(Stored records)
BEGIN
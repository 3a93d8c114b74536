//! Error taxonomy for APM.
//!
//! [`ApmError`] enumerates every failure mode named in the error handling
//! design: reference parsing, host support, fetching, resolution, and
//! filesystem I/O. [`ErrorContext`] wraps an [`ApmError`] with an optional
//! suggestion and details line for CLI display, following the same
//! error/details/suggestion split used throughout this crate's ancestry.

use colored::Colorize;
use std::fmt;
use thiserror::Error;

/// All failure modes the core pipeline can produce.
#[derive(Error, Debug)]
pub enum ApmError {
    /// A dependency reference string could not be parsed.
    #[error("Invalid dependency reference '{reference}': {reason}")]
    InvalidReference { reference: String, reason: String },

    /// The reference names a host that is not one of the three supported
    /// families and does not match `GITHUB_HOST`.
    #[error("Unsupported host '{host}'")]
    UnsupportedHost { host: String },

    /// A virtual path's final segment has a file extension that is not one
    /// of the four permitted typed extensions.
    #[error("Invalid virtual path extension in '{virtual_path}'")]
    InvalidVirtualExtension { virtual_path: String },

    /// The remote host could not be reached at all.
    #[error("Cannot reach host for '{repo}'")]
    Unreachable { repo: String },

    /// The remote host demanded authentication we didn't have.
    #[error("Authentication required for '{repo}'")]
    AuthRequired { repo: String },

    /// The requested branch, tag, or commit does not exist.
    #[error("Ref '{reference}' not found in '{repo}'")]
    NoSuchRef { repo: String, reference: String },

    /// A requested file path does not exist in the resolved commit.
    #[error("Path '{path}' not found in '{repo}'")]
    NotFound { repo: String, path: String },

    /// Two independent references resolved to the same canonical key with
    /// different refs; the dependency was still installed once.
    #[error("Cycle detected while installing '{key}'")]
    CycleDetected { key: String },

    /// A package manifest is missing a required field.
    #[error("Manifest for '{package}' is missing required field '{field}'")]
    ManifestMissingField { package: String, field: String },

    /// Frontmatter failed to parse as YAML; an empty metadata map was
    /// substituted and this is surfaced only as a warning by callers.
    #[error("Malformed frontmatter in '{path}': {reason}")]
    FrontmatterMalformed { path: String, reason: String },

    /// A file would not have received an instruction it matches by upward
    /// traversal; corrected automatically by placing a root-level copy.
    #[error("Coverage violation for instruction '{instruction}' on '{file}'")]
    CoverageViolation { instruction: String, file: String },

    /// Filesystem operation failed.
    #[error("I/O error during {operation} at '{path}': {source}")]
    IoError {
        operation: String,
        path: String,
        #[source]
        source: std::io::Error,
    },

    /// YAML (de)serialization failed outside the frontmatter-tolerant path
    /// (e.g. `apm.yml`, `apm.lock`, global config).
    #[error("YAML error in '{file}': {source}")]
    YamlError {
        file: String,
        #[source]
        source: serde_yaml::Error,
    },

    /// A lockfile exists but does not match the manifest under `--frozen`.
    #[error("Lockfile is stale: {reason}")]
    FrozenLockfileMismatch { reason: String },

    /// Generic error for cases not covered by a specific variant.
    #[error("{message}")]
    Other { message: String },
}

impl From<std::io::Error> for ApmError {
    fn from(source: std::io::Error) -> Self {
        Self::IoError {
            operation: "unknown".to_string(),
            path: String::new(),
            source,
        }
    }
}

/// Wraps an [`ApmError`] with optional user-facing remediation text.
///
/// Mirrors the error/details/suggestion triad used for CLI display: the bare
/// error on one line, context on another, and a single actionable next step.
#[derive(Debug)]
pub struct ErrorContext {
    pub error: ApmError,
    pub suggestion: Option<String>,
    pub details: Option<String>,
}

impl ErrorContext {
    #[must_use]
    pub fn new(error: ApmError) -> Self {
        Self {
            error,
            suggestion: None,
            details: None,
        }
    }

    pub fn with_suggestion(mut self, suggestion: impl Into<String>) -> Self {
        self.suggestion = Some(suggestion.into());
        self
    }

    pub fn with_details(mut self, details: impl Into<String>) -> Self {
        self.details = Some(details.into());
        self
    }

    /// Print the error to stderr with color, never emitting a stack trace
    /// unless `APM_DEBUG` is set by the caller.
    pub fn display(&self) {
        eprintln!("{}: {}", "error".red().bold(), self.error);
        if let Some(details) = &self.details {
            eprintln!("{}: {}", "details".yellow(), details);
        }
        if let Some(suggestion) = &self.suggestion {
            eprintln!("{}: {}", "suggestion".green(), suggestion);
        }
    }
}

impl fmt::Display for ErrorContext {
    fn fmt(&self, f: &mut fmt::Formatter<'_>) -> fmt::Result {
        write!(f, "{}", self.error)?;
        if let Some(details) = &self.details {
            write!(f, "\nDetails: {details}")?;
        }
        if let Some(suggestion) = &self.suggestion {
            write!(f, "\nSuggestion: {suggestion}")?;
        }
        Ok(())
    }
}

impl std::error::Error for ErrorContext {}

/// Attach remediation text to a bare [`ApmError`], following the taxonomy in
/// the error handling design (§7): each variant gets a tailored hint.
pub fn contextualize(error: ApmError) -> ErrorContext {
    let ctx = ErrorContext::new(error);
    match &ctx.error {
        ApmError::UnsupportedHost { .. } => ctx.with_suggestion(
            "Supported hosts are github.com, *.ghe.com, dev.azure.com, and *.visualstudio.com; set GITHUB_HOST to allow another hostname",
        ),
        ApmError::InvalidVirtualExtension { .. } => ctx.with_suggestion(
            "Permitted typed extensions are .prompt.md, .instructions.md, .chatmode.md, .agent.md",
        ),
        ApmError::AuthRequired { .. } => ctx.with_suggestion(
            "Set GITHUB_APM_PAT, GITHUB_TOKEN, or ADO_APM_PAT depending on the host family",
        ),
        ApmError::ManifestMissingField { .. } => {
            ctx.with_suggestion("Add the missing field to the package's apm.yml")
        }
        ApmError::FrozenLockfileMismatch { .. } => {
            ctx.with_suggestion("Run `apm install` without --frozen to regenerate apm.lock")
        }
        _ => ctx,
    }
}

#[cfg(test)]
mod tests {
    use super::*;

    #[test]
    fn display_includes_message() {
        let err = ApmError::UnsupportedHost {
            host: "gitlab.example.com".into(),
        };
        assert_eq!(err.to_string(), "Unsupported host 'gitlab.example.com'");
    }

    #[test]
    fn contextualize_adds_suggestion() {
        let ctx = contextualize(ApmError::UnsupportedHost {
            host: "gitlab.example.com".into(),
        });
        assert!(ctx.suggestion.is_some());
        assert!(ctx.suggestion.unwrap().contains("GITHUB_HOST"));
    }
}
END
BEGIN
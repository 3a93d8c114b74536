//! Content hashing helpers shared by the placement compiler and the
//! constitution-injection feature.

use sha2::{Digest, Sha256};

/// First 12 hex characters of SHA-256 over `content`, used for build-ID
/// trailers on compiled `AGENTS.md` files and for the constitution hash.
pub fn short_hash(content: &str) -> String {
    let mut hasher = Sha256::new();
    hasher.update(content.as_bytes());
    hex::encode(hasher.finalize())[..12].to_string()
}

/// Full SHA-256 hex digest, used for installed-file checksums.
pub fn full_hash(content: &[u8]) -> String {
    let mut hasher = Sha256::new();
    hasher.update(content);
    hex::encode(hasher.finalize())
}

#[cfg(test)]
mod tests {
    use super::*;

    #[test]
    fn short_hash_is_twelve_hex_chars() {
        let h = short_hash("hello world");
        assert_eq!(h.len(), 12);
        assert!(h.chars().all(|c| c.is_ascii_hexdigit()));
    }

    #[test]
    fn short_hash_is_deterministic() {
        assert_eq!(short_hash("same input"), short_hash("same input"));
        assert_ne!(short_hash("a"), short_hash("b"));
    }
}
END
→ Directions for this task
Which lines of the data include "does"? Copy each of them.

→ Task result
    /// families and does not match `GITHUB_HOST`.
    /// The requested branch, tag, or commit does not exist.
    /// A requested file path does not exist in the resolved commit.
    /// A lockfile exists but does not match the manifest under `--frozen`.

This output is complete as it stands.